The good we are seeking in organ transplant is humanly desirable freedom from illness, pain and death, as long as possible for finite humans. From an anti-essentialist ethical perspective, this good we are seeking has to steer clear of both prudish anti-commodification moralism and defiant pro-commodification triumphalism. The question of relevance, therefore, is: how far can one push the prolongation of one’s life without jeopardising another’s good and life itself?

The moral predicament: gifting or selling organs?
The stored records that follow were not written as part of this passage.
//! Codec trait and implementations for text envelopes.
//!
//! Browser clients speak JSON over text frames, so the codec works on `str`
//! rather than raw bytes. Swapping in another text format only means adding
//! another [`Codec`] implementation.

use serde::{Serialize, de::DeserializeOwned};

use crate::ProtocolError;

/// Converts messages to and from their on-the-wire text form.
///
/// `Send + Sync + 'static` because one codec instance is shared by the arena
/// actor and every connection task.
pub trait Codec: Send + Sync + 'static {
    /// Serializes a value into a text frame.
    ///
    /// # Errors
    /// Returns `ProtocolError::Encode` if the value cannot be represented.
    fn encode<T: Serialize>(&self, value: &T) -> Result<String, ProtocolError>;

    /// Deserializes a text frame.
    ///
    /// # Errors
    /// Returns `ProtocolError::Decode` if the frame is malformed or does not
    /// match `T`.
    fn decode<T: DeserializeOwned>(&self, frame: &str) -> Result<T, ProtocolError>;
}

/// A [`Codec`] backed by `serde_json`.
///
/// ```rust
/// use blastforge_protocol::{Codec, JsonCodec, ServerMessage};
///
/// let codec = JsonCodec;
/// let text = codec.encode(&ServerMessage::Countdown { countdown: 3 }).unwrap();
/// assert_eq!(text, r#"{"type":"countdown","payload":{"countdown":3}}"#);
/// ```
#[cfg(feature = "json")]
#[derive(Debug, Clone, Copy, Default)]
pub struct JsonCodec;

#[cfg(feature = "json")]
impl Codec for JsonCodec {
    fn encode<T: Serialize>(&self, value: &T) -> Result<String, ProtocolError> {
        serde_json::to_string(value).map_err(ProtocolError::Encode)
    }

    fn decode<T: DeserializeOwned>(&self, frame: &str) -> Result<T, ProtocolError> {
        serde_json::from_str(frame).map_err(ProtocolError::Decode)
    }
}
use blastforge::{BlastforgeError, BlastforgeServer, ServerConfig};
use clap::Parser;
use tracing_subscriber::EnvFilter;

/// Authoritative multiplayer bomb-arena server.
#[derive(Parser, Debug)]
#[command(author, version, about)]
struct Args {
    /// Address to bind the WebSocket listener to
    #[arg(short, long, default_value = "127.0.0.1:8081")]
    bind: String,
    /// Simulation ticks per second while a match runs
    #[arg(short, long, default_value_t = 20)]
    tick_rate: u32,
    /// Seconds to wait for more players once the minimum has joined
    #[arg(long, default_value_t = 20)]
    waiting_secs: u32,
    /// Length of the pre-match countdown in seconds
    #[arg(long, default_value_t = 10)]
    countdown_secs: u32,
}

#[tokio::main]
async fn main() -> Result<(), BlastforgeError> {
    // RUST_LOG=blastforge=debug,blastforge_sim=debug for verbose output
    tracing_subscriber::fmt()
        .with_env_filter(
            EnvFilter::try_from_default_env().unwrap_or_else(|_| EnvFilter::new("info")),
        )
        .with_target(true)
        .compact()
        .init();

    let args = Args::parse();

    let mut config = ServerConfig {
        bind_addr: args.bind,
        tick_rate_hz: args.tick_rate,
        ..ServerConfig::default()
    };
    config.lobby.waiting_secs = args.waiting_secs;
    config.lobby.countdown_secs = args.countdown_secs;

    let server = BlastforgeServer::builder().config(config).build().await?;
    if let Ok(addr) = server.local_addr() {
        tracing::info!(%addr, "listening");
    }
    server.run().await
}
The moral predicament concerning transplant ethics stems from the liberal ethico-political ideal of individual autonomy. Libertarian philosophers see the notion of self-ownership as attached to the Kantian principle of treating autonomous individuals as ends in themselves, who cannot be sacrificed for any other end without their consent (17). Why is a person, they ask, forbidden to sell parts of her body to a needy other as the fully autonomous owner of her own body, even as she is encouraged to donate parts of her body under the same assumptions? Autonomy and self-ownership are deeply ingrained assumptions of mainstream contemporary bioethics globally (18). The claim that body parts cannot be sold because the body is fundamental to personhood flies in the face of the claim that they can nevertheless be gifted. The property-based model of autonomous selfhood, on which are based such claims of gifting and selling, is counterintuitive to the way a human becomes a self, an identity.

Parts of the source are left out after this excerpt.